Presentarlo voluntariamente, cuanto antes y siempre antes de recibir un requerimiento: la sanción por presentación extemporánea sin requerimiento previo se reduce a la mitad. Y revisa en paralelo si esos bienes generaron rendimientos que debieron declararse en el IRPF de aquellos ejercicios, porque esa regularización va por separado.

¿Las criptomonedas van en el modelo 720?

No, tienen su propia declaración: el modelo 721, para monedas virtuales custodiadas por terceros situados en el extranjero. Mismo umbral de 50.000 € y mismo plazo, pero es un modelo distinto que se presenta por separado.

¿Y si mi cuenta está en un banco de otro país de la UE? ¿También cuenta?

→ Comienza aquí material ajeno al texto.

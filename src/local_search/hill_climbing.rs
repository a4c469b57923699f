//! Steepest-descent hill climbing. Repeatedly applies a
//! uniformly-chosen argmin among all strictly score-decreasing,
//! conflict-free moves; stops at the first local optimum.

use std::time::Instant;

use crate::assignment::ColorTarget;
use crate::context::SearchContext;
use crate::graph::Graph;

use super::{choose, colored_vertices, deadline_reached, Move, ProgressSink};

pub(super) fn run(
    assignment: &mut crate::assignment::Assignment,
    graph: &Graph,
    ctx: &SearchContext,
    sub_deadline: Instant,
    target: Option<i32>,
    sink: &mut dyn ProgressSink,
) {
    let mut turn: u64 = 0;
    loop {
        if deadline_reached(sub_deadline) || target.is_some_and(|t| assignment.score() <= t) {
            return;
        }
        turn += 1;
        let mut best_moves: Vec<Move> = Vec::new();
        let mut best_score = assignment.score();
        for v in colored_vertices(assignment) {
            for c in assignment.used_colors().collect::<Vec<_>>() {
                if Some(c) == assignment.color_of(v) || assignment.conflicts(c, v) != 0 {
                    continue;
                }
                let resulting_score = assignment.score() + assignment.delta_score(v, ColorTarget::Existing(c), graph);
                if resulting_score < best_score {
                    best_moves.clear();
                    best_moves.push(Move { vertex: v, target: ColorTarget::Existing(c), resulting_score });
                    best_score = resulting_score;
                } else if resulting_score == best_score && !best_moves.is_empty() {
                    best_moves.push(Move { vertex: v, target: ColorTarget::Existing(c), resulting_score });
                }
            }
        }
        if best_moves.is_empty() {
            return;
        }
        let chosen = *choose(ctx, &best_moves);
        assignment.apply_move(chosen.vertex, chosen.target, graph);
        sink.on_improvement(turn, assignment, graph);
    }
}

#[cfg(test)]
mod tests {
    use super::*;
    use crate::assignment::Assignment;
    use crate::initializers::Initialization;
    use std::rc::Rc;
    use std::time::Duration;

    fn path4() -> Graph {
        Graph::new("p4", vec![vec![1], vec![0, 2], vec![1, 3], vec![2]], vec![5, 4, 3, 2])
    }

    #[test]
    fn reaches_nine_from_worst_start() {
        let g = path4();
        let ctx = SearchContext::new(Rc::new(clone(&g)), 1, Duration::from_secs(5));
        let mut a = Assignment::new(&g);
        Initialization::Worst.run(&mut a, &g, &ctx);
        let mut sink = super::super::NullSink;
        run(&mut a, &g, &ctx, ctx.deadline.sub_deadline(Duration::from_secs(5)), None, &mut sink);
        assert_eq!(a.score(), 9);
        assert_eq!(a.penalty(), 0);
    }

    fn clone(g: &Graph) -> Graph {
        let adj: Vec<Vec<usize>> = (0..g.n()).map(|v| g.neighbors(v).to_vec()).collect();
        let w: Vec<u32> = (0..g.n()).map(|v| g.weight(v)).collect();
        Graph::new(g.name(), adj, w)
    }
}
use sqlx::PgPool;

/// Full bootstrap test: connect, migrate, verify schema.
#[sqlx::test(migrations = "./migrations")]
async fn test_full_bootstrap(pool: PgPool) {
    warden_db::health_check(&pool).await.unwrap();

    for table in ["users", "sessions"] {
        let count: (i64,) = sqlx::query_as(&format!("SELECT COUNT(*) FROM {table}"))
            .fetch_one(&pool)
            .await
            .unwrap_or_else(|e| panic!("{table} query failed: {e}"));
        assert_eq!(count.0, 0, "{table} should start empty");
    }
}

/// The case-insensitive unique indexes back the application's pre-check.
#[sqlx::test(migrations = "./migrations")]
async fn test_unique_login_indexes_exist(pool: PgPool) {
    let rows: Vec<(String,)> = sqlx::query_as(
        "SELECT indexname FROM pg_indexes
         WHERE tablename = 'users'
           AND indexdef LIKE 'CREATE UNIQUE INDEX%'
         ORDER BY indexname",
    )
    .fetch_all(&pool)
    .await
    .unwrap();

    let names: Vec<&str> = rows.iter().map(|(n,)| n.as_str()).collect();
    assert!(names.contains(&warden_core::identity::USERNAME_CONSTRAINT));
    assert!(names.contains(&warden_core::identity::EMAIL_CONSTRAINT));
}

/// Every table must carry `created_at` and `updated_at` as timestamptz.
#[sqlx::test(migrations = "./migrations")]
async fn test_all_tables_have_timestamps(pool: PgPool) {
    for table in ["users", "sessions"] {
        for col in ["created_at", "updated_at"] {
            let (data_type,): (String,) = sqlx::query_as(
                "SELECT data_type
                 FROM information_schema.columns
                 WHERE table_schema = 'public'
                   AND table_name = $1
                   AND column_name = $2",
            )
            .bind(table)
            .bind(col)
            .fetch_one(&pool)
            .await
            .unwrap_or_else(|e| panic!("Table {table} is missing column {col}: {e}"));
            assert_eq!(
                data_type, "timestamp with time zone",
                "Table {table}.{col} should be timestamptz, got {data_type}"
            );
        }
    }
}

/// The status report reflects the live server.
#[sqlx::test(migrations = "./migrations")]
async fn test_database_status(pool: PgPool) {
    let status = warden_db::status::database_status(&pool).await.unwrap();

    assert!(!status.version.is_empty());
    assert!(status.version.chars().next().unwrap().is_ascii_digit());
    assert!(status.max_connections > 0);
    assert!(status.opened_connections >= 1);
    assert!(status.opened_connections <= status.max_connections);
}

Sí. La obligación no distingue entre países de la Unión Europea y terceros países: lo relevante es que la entidad esté situada fuera de España. Precisamente por eso el TJUE consideró que el régimen sancionador anterior restringía la libre circulación de capitales dentro de la Unión.

En resumen

El modelo 720 pasó de ser el coco del calendario fiscal a una obligación informativa razonable. Sigue habiendo que presentarlo, y sigue habiendo sanción por no hacerlo, pero ahora es una sanción proporcionada y con plazos de prescripción normales.

El trabajo real está en el inventario: saber exactamente qué tienes fuera, en qué bloque encaja cada cosa y contra qué cifra se compara. Hecho una vez y bien documentado, las declaraciones de los años siguientes se resuelven en media hora —o directamente no hay que presentarlas.